Macrobrachium villosimanus
- Conservation status: Least Concern (IUCN 3.1)

Scientific classification
- Kingdom: Animalia
- Phylum: Arthropoda
- Clade: Pancrustacea
- Class: Malacostraca
- Order: Decapoda
- Suborder: Pleocyemata
- Infraorder: Caridea
- Family: Palaemonidae
- Genus: Macrobrachium
- Species: M. villosimanus
- Binomial name: Macrobrachium villosimanus Tiwari, 1949

= Macrobrachium villosimanus =

- Genus: Macrobrachium
- Species: villosimanus
- Authority: Tiwari, 1949
- Conservation status: LC

Species of prawn

Macrobrachium villosimanus, commonly known as the Dimua river prawn, is a species of freshwater prawn belonging to the family Palaemonidae, found in the fresh waters in South Asia.

== Taxonomy ==
Macrobrachium villosimanus was first described in 1949 by Krishna Kant Tiwari as Palaemon villosimanus before being transferred to Macrobrachium.

== Description ==
Macrobrachium villosimanus has a rostrum with a raised crest at the base, which is quite long and has a bare section on the upper edge. Males can grow up to 104 mm, while females can reach a maximum length of 117 mm. It has between 12 and 14 teeth on the upper jaw and 7 to 10 on the lower jaw. The tip of the telson, or tail, goes beyond the longer back spines. In adult males, the carpus of the second pereiopod is subequal to the chela, with the fingers being just under half the length of the palm. The body is flesh-colored, sometimes with dark brown spots. Large yellowish and brownish blotches appear on the sides of the abdomen where the segments meet. The flagella, which are long, whip-like structures, are brownish-red in the outer two-thirds.

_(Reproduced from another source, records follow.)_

use super::{DirEntry, FileMetadata, FileSystem, FileType};
use anyhow::{anyhow, Result};
use std::collections::{BTreeMap, BTreeSet};
use std::path::{Path, PathBuf};
use std::sync::RwLock;

#[derive(Debug, Clone)]
pub struct MockEntry {
    pub content: Option<Vec<u8>>,
    pub file_type: FileType,
}

/// In-memory filesystem for tests
///
/// Entries live in a `BTreeMap`, so `read_dir` returns children in path order.
/// Paths registered with [`MockFileSystem::fail_on`] make every fallible
/// operation on them return an error, which is how tests simulate unreadable
/// directories and failed stats.
pub struct MockFileSystem {
    files: RwLock<BTreeMap<PathBuf, MockEntry>>,
    failing: RwLock<BTreeSet<PathBuf>>,
    root: PathBuf,
}

impl MockFileSystem {
    pub fn new() -> Self {
        Self::with_root(PathBuf::from("/mock"))
    }

    pub fn with_root(root: PathBuf) -> Self {
        let fs = Self {
            files: RwLock::new(BTreeMap::new()),
            failing: RwLock::new(BTreeSet::new()),
            root: root.clone(),
        };
        fs.add_dir(&root);
        fs
    }

    pub fn root(&self) -> &Path {
        &self.root
    }

    pub fn add_file(&self, path: impl AsRef<Path>, content: &str) {
        self.insert_file(path.as_ref(), content.as_bytes().to_vec());
    }

    /// Adds a file of exactly `size` bytes
    pub fn add_sized_file(&self, path: impl AsRef<Path>, size: usize) {
        self.insert_file(path.as_ref(), vec![0u8; size]);
    }

    pub fn add_dir(&self, path: impl AsRef<Path>) {
        let path = self.normalize_path(path.as_ref());
        let mut files = self.files.write().unwrap();

        self.ensure_parents(&mut files, &path);

        files.insert(
            path,
            MockEntry {
                content: None,
                file_type: FileType::Directory,
            },
        );
    }

    pub fn fail_on(&self, path: impl AsRef<Path>) {
        let path = self.normalize_path(path.as_ref());
        self.failing.write().unwrap().insert(path);
    }

    fn insert_file(&self, path: &Path, content: Vec<u8>) {
        let path = self.normalize_path(path);
        let mut files = self.files.write().unwrap();

        if let Some(parent) = path.parent() {
            self.ensure_parents(&mut files, parent);
        }

        files.insert(
            path,
            MockEntry {
                content: Some(content),
                file_type: FileType::File,
            },
        );
    }

    fn normalize_path(&self, path: &Path) -> PathBuf {
        if path.is_absolute() {
            path.to_path_buf()
        } else {
            self.root.join(path)
        }
    }

    fn ensure_parents(&self, files: &mut BTreeMap<PathBuf, MockEntry>, path: &Path) {
        let mut current = PathBuf::new();
        for component in path.components() {
            current.push(component);
            files.entry(current.clone()).or_insert(MockEntry {
                content: None,
                file_type: FileType::Directory,
            });
        }
    }

    fn check_failing(&self, path: &Path) -> Result<()> {
        if self.failing.read().unwrap().contains(path) {
            return Err(anyhow!("Simulated I/O failure: {:?}", path));
        }
        Ok(())
    }
}

impl Default for MockFileSystem {
    fn default() -> Self {
        Self::new()
    }
}

impl FileSystem for MockFileSystem {
    fn exists(&self, path: &Path) -> bool {
        let path = self.normalize_path(path);
        self.files.read().unwrap().contains_key(&path)
    }

    fn is_dir(&self, path: &Path) -> bool {
        let path = self.normalize_path(path);
        self.files
            .read()
            .unwrap()
            .get(&path)
            .map(|e| e.file_type == FileType::Directory)
            .unwrap_or(false)
    }

    fn metadata(&self, path: &Path) -> Result<FileMetadata> {
        let path = self.normalize_path(path);
        self.check_failing(&path)?;
        let files = self.files.read().unwrap();
        let entry = files
            .get(&path)
            .ok_or_else(|| anyhow!("Path not found: {:?}", path))?;

        Ok(FileMetadata {
            size: entry.content.as_ref().map(|c| c.len() as u64).unwrap_or(0),
            file_type: entry.file_type,
        })
    }

    fn read_bytes(&self, path: &Path, max_bytes: usize) -> Result<Vec<u8>> {
        let path = self.normalize_path(path);
        self.check_failing(&path)?;
        let files = self.files.read().unwrap();
        let content = files
            .get(&path)
            .ok_or_else(|| anyhow!("File not found: {:?}", path))?
            .content
            .as_ref()
            .ok_or_else(|| anyhow!("Not a file: {:?}", path))?;

        Ok(content[..content.len().min(max_bytes)].to_vec())
    }

    fn read_dir(&self, path: &Path) -> Result<Vec<DirEntry>> {
        let path = self.normalize_path(path);
        self.check_failing(&path)?;
        let files = self.files.read().unwrap();

        match files.get(&path) {
            Some(entry) if entry.file_type == FileType::Directory => {}
            Some(_) => return Err(anyhow!("Not a directory: {:?}", path)),
            None => return Err(anyhow!("Directory not found: {:?}", path)),
        }

        let entries = files
            .iter()
            .filter(|(file_path, _)| file_path.parent() == Some(path.as_path()))
            .map(|(file_path, entry)| DirEntry {
                path: file_path.clone(),
                name: file_path
                    .file_name()
                    .and_then(|n| n.to_str())
                    .unwrap_or("")
                    .to_string(),
                file_type: entry.file_type,
            })
            .collect();

        Ok(entries)
    }
}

The body length and body weight growth rate in males significantly decreases after sexual maturity, while it increases in females after reaching morphological sexual maturity.

== Habitat ==
Macrobrachium villosimanus is commonly found in tidal rivers, and tidal-inundated water bodies. They usually inhabit brackish water areas, including ponds, rivers, estuaries, and streams.

== Reproduction ==
Macrobrachium villosimanus has a continuous breeding season that occurs year-round, with peak activity in March and again from June to December. Female prawns reach sexual maturity at a minimum carapace length of 13.3 mm, where egg volume increases by 42.9% across four stages, and are capable of iteroparous spawning. The number of eggs produced is proportional to the size of the female prawn. The eggs are yellowish and laid in large numbers.